The law is the fourth this session to pass into law without Cooper’s signature

RALEIGH — A bill modifying limited provisional licenses became law without Democratic Gov. Roy Cooper’s signature.

This is the fourth bill during the current session of the General Assembly to become law without the governor’s signature.

The other bills passing into law without Cooper’s signature include laws on hotel safety issues, rioting and civil disorder penalties, and a law altering the governing structure of schools for the deaf and blind. All three bills have been introduced in the previous legislative session and received vetoes from Cooper.

The enacted legislation is Senate Bill 157, Limited Provisional License Modification. The bill passed with strong bipartisan support in both chambers; 38-5 in the Senate and 92-15 in the House.

The governor said in a statement about the bill, “I have concerns that this law could make our roads less safe, and I encourage the Division of Motor Vehicles and the legislature to monitor its effects closely.”

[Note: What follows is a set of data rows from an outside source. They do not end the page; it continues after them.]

use crate::midi::{InputHit, MidiError, MidiMessage, NoteInput, NoteOutput, Result};
use crossbeam::channel::{unbounded, Receiver, Sender};
use std::sync::{Arc, Mutex};

/// Output that records every message. Clones share the same log, so a test
/// can keep one and hand the other to a session.
#[derive(Debug, Clone, Default)]
pub struct MockOutput {
    sent: Arc<Mutex<Vec<MidiMessage>>>,
    failing: bool,
}

impl MockOutput {
    pub fn new() -> Self {
        Self::default()
    }

    /// An output whose every send fails, like a device that went away.
    pub fn failing() -> Self {
        MockOutput {
            sent: Arc::default(),
            failing: true,
        }
    }

    pub fn sent(&self) -> Vec<MidiMessage> {
        self.sent.lock().map(|s| s.clone()).unwrap_or_default()
    }

    pub fn note_ons(&self) -> Vec<(u8, u8)> {
        self.sent()
            .into_iter()
            .filter_map(|m| match m {
                MidiMessage::NoteOn { note, velocity, .. } => Some((note, velocity)),
                _ => None,
            })
            .collect()
    }

    pub fn note_offs(&self) -> Vec<u8> {
        self.sent()
            .into_iter()
            .filter_map(|m| match m {
                MidiMessage::NoteOff { note, .. } => Some(note),
                _ => None,
            })
            .collect()
    }

    pub fn clear(&self) {
        if let Ok(mut sent) = self.sent.lock() {
            sent.clear();
        }
    }

    fn record(&mut self, message: MidiMessage) -> Result<()> {
        if self.failing {
            return Err(MidiError::SendError("mock device unavailable".to_string()));
        }
        self.sent
            .lock()
            .map_err(|e| MidiError::SendError(e.to_string()))?
            .push(message);
        Ok(())
    }
}

impl NoteOutput for MockOutput {
    fn send_note_on(&mut self, channel: u8, note: u8, velocity: u8) -> Result<()> {
        self.record(MidiMessage::NoteOn {
            channel,
            note,
            velocity,
        })
    }

    fn send_note_off(&mut self, channel: u8, note: u8) -> Result<()> {
        self.record(MidiMessage::NoteOff {
            channel,
            note,
            velocity: 0,
        })
    }

    fn all_notes_off(&mut self, channel: u8) -> Result<()> {
        self.record(MidiMessage::all_notes_off(channel))
    }
}

/// Input fed by hand through the paired [`Sender`].
#[derive(Debug)]
pub struct MockInput {
    rx: Receiver<InputHit>,
}

impl MockInput {
    pub fn new() -> (Sender<InputHit>, Self) {
        let (tx, rx) = unbounded();
        (tx, MockInput { rx })
    }
}

impl NoteInput for MockInput {
    fn poll_pending(&mut self) -> Vec<InputHit> {
        self.rx.try_iter().collect()
    }
}

#[cfg(test)]
mod tests {
    use super::*;
    use std::time::Instant;

    #[test]
    fn test_clones_share_the_log() {
        let sink = MockOutput::new();
        let mut output = sink.clone();
        output.send_note_on(9, 36, 100).unwrap();
        output.send_note_off(9, 36).unwrap();
        assert_eq!(sink.note_ons(), vec![(36, 100)]);
        assert_eq!(sink.note_offs(), vec![36]);
    }

    #[test]
    fn test_failing_output_reports_send_error() {
        let mut output = MockOutput::failing();
        assert!(matches!(
            output.send_note_on(9, 36, 100),
            Err(MidiError::SendError(_))
        ));
    }

    #[test]
    fn test_mock_input_drains_in_order() {
        let (tx, mut input) = MockInput::new();
        let now = Instant::now();
        for note in [36, 38] {
            tx.send(InputHit {
                note,
                velocity: 100,
                arrival: now,
            })
            .unwrap();
        }
        let notes: Vec<u8> = input.poll_pending().iter().map(|h| h.note).collect();
        assert_eq!(notes, vec![36, 38]);
        assert!(input.poll_pending().is_empty());
    }
}
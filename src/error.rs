use thiserror::Error;

/// Errors raised while assembling the session configuration.
#[derive(Debug, Error)]
pub enum ConfigError {
    #[error("failed to load configuration: {0}")]
    Load(#[from] ::config::ConfigError),
    #[error("unsupported step count {0} (expected 24, 32 or 48)")]
    UnsupportedSteps(usize),
    #[error("tempo must be between {min} and {max} BPM, got {bpm}")]
    TempoOutOfRange { bpm: f64, min: f64, max: f64 },
    #[error("MIDI channel must be 1..=16, got {0}")]
    InvalidChannel(u8),
    #[error("invalid value for {field}: {reason}")]
    Invalid { field: &'static str, reason: String },
}

pub type Result<T> = std::result::Result<T, ConfigError>;
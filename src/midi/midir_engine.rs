use crate::midi::{InputHit, MidiError, MidiMessage, NoteInput, NoteOutput, Result};
use crossbeam::channel::{unbounded, Receiver};
use log::{debug, info, trace};
use midir::{Ignore, MidiInput, MidiInputConnection, MidiOutput, MidiOutputConnection};
use std::time::Instant;

const CLIENT_NAME: &str = "stepseqrs";

/// Output port opened through midir.
pub struct MidirOutput {
    connection: MidiOutputConnection,
    port_name: String,
}

impl MidirOutput {
    /// Connects to the first output port whose name contains `device_name`.
    pub fn connect(device_name: &str) -> Result<Self> {
        let midi_out = MidiOutput::new(&format!("{}-out", CLIENT_NAME))
            .map_err(|e| MidiError::ConnectionError(e.to_string()))?;

        let out_ports = midi_out.ports();
        let port = out_ports
            .iter()
            .find(|p| {
                midi_out
                    .port_name(p)
                    .unwrap_or_default()
                    .contains(device_name)
            })
            .ok_or_else(|| {
                MidiError::ConnectionError(format!("output device '{}' not found", device_name))
            })?;
        let port_name = midi_out
            .port_name(port)
            .map_err(|e| MidiError::ConnectionError(e.to_string()))?;

        info!("Connecting to MIDI output port: {}", port_name);
        let connection = midi_out
            .connect(port, &format!("{}-output", CLIENT_NAME))
            .map_err(|e| MidiError::ConnectionError(e.to_string()))?;
        Ok(MidirOutput {
            connection,
            port_name,
        })
    }

    pub fn port_name(&self) -> &str {
        &self.port_name
    }

    fn send(&mut self, message: MidiMessage) -> Result<()> {
        trace!("Sending {:?}", message);
        self.connection
            .send(&message.to_bytes())
            .map_err(|e| MidiError::SendError(e.to_string()))
    }
}

impl NoteOutput for MidirOutput {
    fn send_note_on(&mut self, channel: u8, note: u8, velocity: u8) -> Result<()> {
        self.send(MidiMessage::NoteOn {
            channel,
            note,
            velocity,
        })
    }

    fn send_note_off(&mut self, channel: u8, note: u8) -> Result<()> {
        self.send(MidiMessage::NoteOff {
            channel,
            note,
            velocity: 0,
        })
    }

    fn all_notes_off(&mut self, channel: u8) -> Result<()> {
        self.send(MidiMessage::all_notes_off(channel))
    }
}

/// Input port opened through midir. The midir callback only stamps each
/// note-on and queues it; the poll loop collects them with `poll_pending`.
pub struct MidirInput {
    #[allow(dead_code)]
    connection: MidiInputConnection<()>,
    rx: Receiver<InputHit>,
    port_name: String,
}

impl MidirInput {
    /// Connects to the first input port whose name contains `device_name`.
    pub fn connect(device_name: &str) -> Result<Self> {
        let mut midi_in = MidiInput::new(&format!("{}-in", CLIENT_NAME))
            .map_err(|e| MidiError::ConnectionError(e.to_string()))?;
        midi_in.ignore(Ignore::All);

        let in_ports = midi_in.ports();
        let port = in_ports
            .iter()
            .find(|p| midi_in.port_name(p).unwrap_or_default().contains(device_name))
            .ok_or_else(|| {
                MidiError::ConnectionError(format!("input device '{}' not found", device_name))
            })?;
        let port_name = midi_in
            .port_name(port)
            .map_err(|e| MidiError::ConnectionError(e.to_string()))?;

        let (tx, rx) = unbounded();
        info!("Connecting to MIDI input port: {}", port_name);
        let connection = midi_in
            .connect(
                port,
                &format!("{}-input", CLIENT_NAME),
                move |_stamp, message, _| {
                    let arrival = Instant::now();
                    if let Some(MidiMessage::NoteOn { note, velocity, .. }) =
                        MidiMessage::parse(message)
                    {
                        let _ = tx.send(InputHit {
                            note,
                            velocity,
                            arrival,
                        });
                    }
                },
                (),
            )
            .map_err(|e| MidiError::ConnectionError(e.to_string()))?;

        Ok(MidirInput {
            connection,
            rx,
            port_name,
        })
    }

    pub fn port_name(&self) -> &str {
        &self.port_name
    }
}

impl NoteInput for MidirInput {
    fn poll_pending(&mut self) -> Vec<InputHit> {
        let hits: Vec<InputHit> = self.rx.try_iter().collect();
        if !hits.is_empty() {
            debug!("Collected {} input hits from {}", hits.len(), self.port_name);
        }
        hits
    }
}
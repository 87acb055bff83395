use stepseqrs::exchange::{
    events_to_grid, events_to_grid_with_layout, grid_to_events, DrumEvent, EventKind,
};
use stepseqrs::PatternMeta;

fn busy_grid(meta: &PatternMeta) -> stepseqrs::StepGrid {
    let mut grid = meta.empty_grid();
    for step in 0..meta.steps {
        if step % 4 == 0 {
            grid.set_level(7, step, 3);
        }
        if step % 8 == 4 {
            grid.set_level(6, step, 2);
        }
        grid.set_level(5, step, if step % 2 == 0 { 2 } else { 1 });
    }
    grid
}

#[test]
fn test_round_trip_preserves_grid_for_every_length() {
    for steps in [24, 32, 48] {
        let meta = PatternMeta::new("round", 120.0, steps);
        let grid = busy_grid(&meta);
        let events = grid_to_events(&grid, &meta, &[]);
        let (back, leftover) = events_to_grid(&events, &meta);
        assert_eq!(back.signature(), grid.signature(), "{} steps", steps);
        assert!(leftover.is_empty(), "{} steps", steps);
        assert_eq!(grid_to_events(&back, &meta, &leftover), events);
    }
}

#[test]
fn test_round_trip_respects_loop_start() {
    let meta = PatternMeta {
        loop_start_tick: 1920,
        ..PatternMeta::new("offset", 120.0, 32)
    };
    let mut grid = meta.empty_grid();
    grid.set_level(7, 0, 3);
    grid.set_level(6, 31, 1);
    let events = grid_to_events(&grid, &meta, &[]);
    assert_eq!(events[0].tick, 1920);
    let (back, _) = events_to_grid(&events, &meta);
    assert_eq!(back, grid);
}

#[test]
fn test_ticks_round_to_nearest_step() {
    let meta = PatternMeta::new("round", 120.0, 32);
    // 120 ticks per step.
    let events = vec![
        DrumEvent::on(59, 9, 36, 100),
        DrumEvent::on(61, 9, 38, 100),
        DrumEvent::on(3779, 9, 42, 100),
    ];
    let (grid, leftover) = events_to_grid(&events, &meta);
    assert!(grid.cell(7, 0).is_some_and(|c| c.on));
    assert!(grid.cell(6, 1).is_some_and(|c| c.on));
    assert!(grid.cell(5, 31).is_some_and(|c| c.on));
    assert!(leftover.is_empty());
}

#[test]
fn test_unplaceable_events_are_left_over() {
    let meta = PatternMeta::new("leftover", 120.0, 32);
    let events = vec![
        DrumEvent::on(0, 0, 36, 100),
        DrumEvent::on(0, 9, 70, 100),
        DrumEvent::on(0, 9, 36, 0),
        DrumEvent::off(0, 9, 36),
        DrumEvent::on(3900, 9, 36, 100),
        DrumEvent::on(-200, 9, 36, 100),
    ];
    let (grid, leftover) = events_to_grid(&events, &meta);
    assert!(grid.is_empty());
    assert_eq!(leftover, events);
}

#[test]
fn test_leftovers_are_merged_back_in_tick_order() {
    let meta = PatternMeta::new("merge", 120.0, 32);
    let foreign = vec![DrumEvent::on(130, 3, 60, 90), DrumEvent::off(250, 3, 60)];
    let mut grid = meta.empty_grid();
    grid.set_level(7, 1, 1);

    let events = grid_to_events(&grid, &meta, &foreign);
    let ticks: Vec<i64> = events.iter().map(|e| e.tick).collect();
    assert_eq!(ticks, vec![120, 130, 250, 360]);
    assert_eq!(events[0], DrumEvent::on(120, 9, 36, 48));
}

#[test]
fn test_reimport_with_recorded_layout() {
    let meta = PatternMeta::new("layout", 120.0, 32);
    let mut grid = meta.empty_grid();
    let lane = grid.ensure_lane_for_note(49).unwrap();
    grid.set_level(lane, 8, 3);
    let events = grid_to_events(&grid, &meta, &[]);

    let (default_layout, leftover) = events_to_grid(&events, &meta);
    assert!(default_layout.is_empty());
    assert!(leftover.iter().any(|e| e.note == 49 && e.kind == EventKind::On));

    let (back, _) = events_to_grid_with_layout(&events, &meta, grid.layout().as_slice());
    assert_eq!(back, grid);
}
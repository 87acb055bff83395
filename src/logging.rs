use simplelog::*;
use std::fs::{self, OpenOptions};
use std::io::{Error, ErrorKind};
use std::path::{Path, PathBuf};
use std::sync::atomic::{AtomicBool, Ordering};
use std::sync::Once;

static INIT: Once = Once::new();
static LOGGER_INITIALIZED: AtomicBool = AtomicBool::new(false);

/// `~/.local/share/stepseqrs/logs`
pub fn default_log_dir() -> Result<PathBuf, Error> {
    let home = std::env::var("HOME")
        .map_err(|_| Error::new(ErrorKind::NotFound, "HOME environment variable not set"))?;

    Ok(PathBuf::from(home)
        .join(".local")
        .join("share")
        .join("stepseqrs")
        .join("logs"))
}

/// Appends debug logs to `app.log` in `log_dir` (or the default directory),
/// and mirrors info and above to stderr when `verbose`. Only the first call
/// installs a logger.
pub fn init_logger(log_dir: Option<&Path>, verbose: bool) -> Result<(), Error> {
    let log_dir = match log_dir {
        Some(dir) => dir.to_path_buf(),
        None => default_log_dir()?,
    };

    fs::create_dir_all(&log_dir)?;

    let log_file = OpenOptions::new()
        .create(true)
        .append(true)
        .open(log_dir.join("app.log"))?;

    INIT.call_once(|| {
        let mut loggers: Vec<Box<dyn SharedLogger>> = vec![WriteLogger::new(
            LevelFilter::Debug,
            Config::default(),
            log_file,
        )];
        if verbose {
            loggers.push(TermLogger::new(
                LevelFilter::Info,
                Config::default(),
                TerminalMode::Stderr,
                ColorChoice::Auto,
            ));
        }
        if CombinedLogger::init(loggers).is_ok() {
            LOGGER_INITIALIZED.store(true, Ordering::SeqCst);
        }
    });

    if LOGGER_INITIALIZED.load(Ordering::SeqCst) {
        Ok(())
    } else {
        Err(Error::new(ErrorKind::Other, "Logger initialization failed"))
    }
}
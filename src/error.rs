//! Error types for the docsum library.
//!
//! Every failure a generation call can hit is a [`DocsumError`] variant, so
//! callers match on one enum at the orchestrator boundary. The taxonomy
//! mirrors how the orchestrator treats each failure:
//!
//! * configuration and input errors fail **before** any network call;
//! * [`DocsumError::Overloaded`] means retries and fallbacks were exhausted
//!   against busy models — worth trying again later;
//! * [`DocsumError::ModelNotFound`] is what remains when every candidate in
//!   the fallback list was unknown to the service;
//! * everything else is fatal for the call and not retried.
//!
//! UI-facing callers should not show raw error strings: [`DocsumError::user_message`]
//! projects every variant onto a short, stable, user-safe sentence while the
//! classification detail goes to the `tracing` log.

use std::path::PathBuf;
use thiserror::Error;

/// All errors returned by the docsum library.
#[derive(Debug, Error)]
pub enum DocsumError {
    // ── Configuration errors ──────────────────────────────────────────────
    /// No API key was configured and `GEMINI_API_KEY` is unset.
    #[error("API key is not configured.\nSet GEMINI_API_KEY or provide a key via SummaryConfig.")]
    ApiKeyMissing,

    /// Builder validation failed.
    #[error("Invalid configuration: {0}")]
    InvalidConfig(String),

    // ── Input errors ──────────────────────────────────────────────────────
    /// Input file was not found at the given path.
    #[error("Document not found: '{path}'\nCheck the path exists and is readable.")]
    FileNotFound { path: PathBuf },

    /// Process does not have read permission on the file.
    #[error("Permission denied reading '{path}'\nTry: chmod +r {path:?}")]
    PermissionDenied { path: PathBuf },

    /// The file contents match none of the accepted formats (PDF, PNG, JPEG).
    #[error("'{path}' is not a PDF, PNG, or JPEG document.\nFirst bytes: {magic:?}")]
    UnrecognisedDocument { path: PathBuf, magic: [u8; 4] },

    /// A caller-supplied MIME type is outside the accepted set.
    #[error("Unsupported media type '{mime}': expected application/pdf, image/png, or image/jpeg")]
    UnsupportedMediaType { mime: String },

    /// `resummarize` was called with nothing to summarize.
    ///
    /// This is a caller-level validation failure; no request is issued.
    #[error("Cannot generate a summary without extracted text")]
    EmptyExtractedText,

    // ── Generation errors ─────────────────────────────────────────────────
    /// The service did not recognise the model identifier.
    ///
    /// Surfaced only after every candidate in the fallback list failed; a
    /// single unknown candidate silently falls through to the next one.
    #[error("Model '{model}' was not found by the generation service")]
    ModelNotFound { model: String },

    /// The service reported overloaded/unavailable and retries are exhausted.
    #[error("Model '{model}' is overloaded; gave up after {attempts} attempts")]
    Overloaded { model: String, attempts: u32 },

    /// The extraction response was not the required two-field JSON envelope.
    ///
    /// Fatal for the call: a model that answered but answered wrongly will
    /// not be retried, and no fallback candidate is tried.
    #[error("Model '{model}' returned a malformed response: {detail}")]
    MalformedResponse { model: String, detail: String },

    /// The service returned an error that is neither retryable nor a
    /// fallback trigger (bad request, auth failure, content policy, …).
    #[error("Generation request to '{model}' failed: {message}")]
    Api {
        model: String,
        code: Option<i64>,
        status: Option<String>,
        message: String,
    },

    /// The HTTP transport failed before a service response was received.
    #[error("Transport error: {0}")]
    Transport(#[from] reqwest::Error),

    // ── I/O errors ────────────────────────────────────────────────────────
    /// Could not create or write the output Markdown file.
    #[error("Failed to write output file '{path}': {source}")]
    OutputWriteFailed {
        path: PathBuf,
        #[source]
        source: std::io::Error,
    },

    // ── Catch-all ─────────────────────────────────────────────────────────
    /// Unexpected internal error.
    #[error("Internal error: {0}")]
    Internal(String),
}

impl DocsumError {
    /// The short, stable sentence shown to end users.
    ///
    /// Classification detail (model names, status codes, parse positions)
    /// belongs in the log, not on screen. Only three messages exist: the
    /// configuration message, the try-again-later overload message, and a
    /// generic processing failure for everything else.
    pub fn user_message(&self) -> &'static str {
        match self {
            DocsumError::ApiKeyMissing => "API key is not configured.",
            DocsumError::Overloaded { .. } => {
                "The model is temporarily overloaded. Please try again in a moment."
            }
            DocsumError::EmptyExtractedText => "Cannot generate summary without extracted text.",
            _ => "Failed to process the document. Please try again.",
        }
    }

    /// True when the failure is worth presenting as transient to the user.
    pub fn is_transient(&self) -> bool {
        matches!(self, DocsumError::Overloaded { .. })
    }
}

Thousands of teen drivers were hindered in obtaining their licenses by the COVID-19 pandemic, causing a massive backlog statewide at the Department of Motor Vehicles (DMV). A temporary fix similar to that in the bill was offered last year but did little to alleviate the backlog issue, prompting lawmakers to make the time period change permanent during the current session.

The bill took effect May 8 and alters the waiting period between going from a learner’s permit to a provisional license down to nine months. Prior to the bill being enacted into law, drivers had to wait 12 months.

Another change in the law will allow non-family members to ride with a driver during the nine-month provisional license timeframe.